Acute respiratory infections are common in young children and account for frequent visits to the doctor as well as the emergency room. It is important to be able to accurately evaluate the severity of the respiratory disease so that those with more severe diseases requiring admission can be recognized and managed early in the appropriate setting. Several respiratory severity scores have been developed with varying complexities. Examples of such scores are the Tal score, Respiratory Distress Assessment Instrument (RDAI), the Wang Respiratory score (WRS), and the Kristjansson Respiratory score (KRS). Most of the scores are quite similar to the Paediatric Severity Respiratory Score (PRESS) but WRS, KRS, Tal score, and RDAI do not use SaO2 in the score and uses mainly the components of respiratory rate, wheezing, and retractions with/without the general condition for the score. These were designed mainly to assess bronchiolitis in children.
The utility of the PRESS as reported by Jagalamarri et al. in this publication has the advantage of being a simple and easy-to-use score that can be easily used in community settings as it uses five components, namely respiratory rate, wheezing, accessory muscle use, SaO2, and feeding difficulties. SaO2 is easy to measure in most clinical settings in this day and age. The authors showed a significantly increased need for respiratory support in those who had a severe PRESS as compared with those with a moderate score. The use of the PRESS may be useful in resource-limited countries to differentiate those children who should be admitted for management from those who can be continued to be managed in the community. To better answer that question, a larger community study should be performed. Subsequent management of the child is still dependent on an accurate diagnosis of the respiratory disease as the PRESS is a measure of respiratory distress and is not specific for any disease condition.
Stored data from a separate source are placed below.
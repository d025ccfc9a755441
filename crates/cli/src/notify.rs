//! Tracing-backed alert delivery for CLI runs.

use async_trait::async_trait;
use introute_core::alert::{Alert, AlertSeverity, Notifier};
use tracing::{info, warn};

/// Routes alerts to the log at a level matching their severity.
pub struct LogNotifier;

#[async_trait]
impl Notifier for LogNotifier {
    async fn send_alert(&self, alert: Alert) {
        match alert.severity {
            AlertSeverity::Critical | AlertSeverity::Warning => {
                warn!(
                    code = %alert.code,
                    severity = %alert.severity,
                    details = %alert.details,
                    "{}: {}",
                    alert.title,
                    alert.message
                );
            }
            AlertSeverity::Info => {
                info!(
                    code = %alert.code,
                    details = %alert.details,
                    "{}: {}",
                    alert.title,
                    alert.message
                );
            }
        }
    }
}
Another common disease in childhood is allergic rhinitis, which in Asia can affect up to 40% of children. The mainstay of treatment for allergic rhinitis is the use of intranasal steroids and antihistamines. There are still many parents who have concerns about giving their children long-term steroids due to the perceived complications with steroids. Nonsteroidal treatments are therefore very appealing to parents and especially the use of probiotics that are perceived to be harmless and beneficial to health. This article by Huang et al. conducted in Taiwan highlights the acceptability and tolerability of heat-killed Lactobacillus paracasei LCW23 in the management of allergic rhinitis. A 12-week treatment with L. paracasei LCW23 led to improvement in nasal symptoms. The use of probiotics for the management of allergic diseases is very species dependent and hence the results cannot be generalized to all probiotics.
The third article in this publication is on the use of pulse oximetry to screen for OSA in infants. Infants born prematurely with bronchopulmonary dysplasia, upper airway obstruction, and recurrent clinical apneas are at increased risk of OSA. The gold standard for diagnosing OSA is with polysomnography. However, polysomnography is labor intensive and is not available in many resource-limited countries. Even in countries where it is available, the wait time for a study can be very long due to limited availability. The study by Hou et al. is important as it targets a specific age group which are infants who are difficult to evaluate even on a sleep study. They showed that an overnight pulse oximetry had a good correlation with the polysomnogram. Their study showed that an oxygen desaturation index (ODI) < 90% of >1.3/h can detect an Obstructive Apnea-Hypopnea Index of >2/h with a sensitivity of 77% and specificity of 71%. This will allow more patients to be evaluated in a timely manner and especially in infants where doing an overnight polysomnography can be challenging.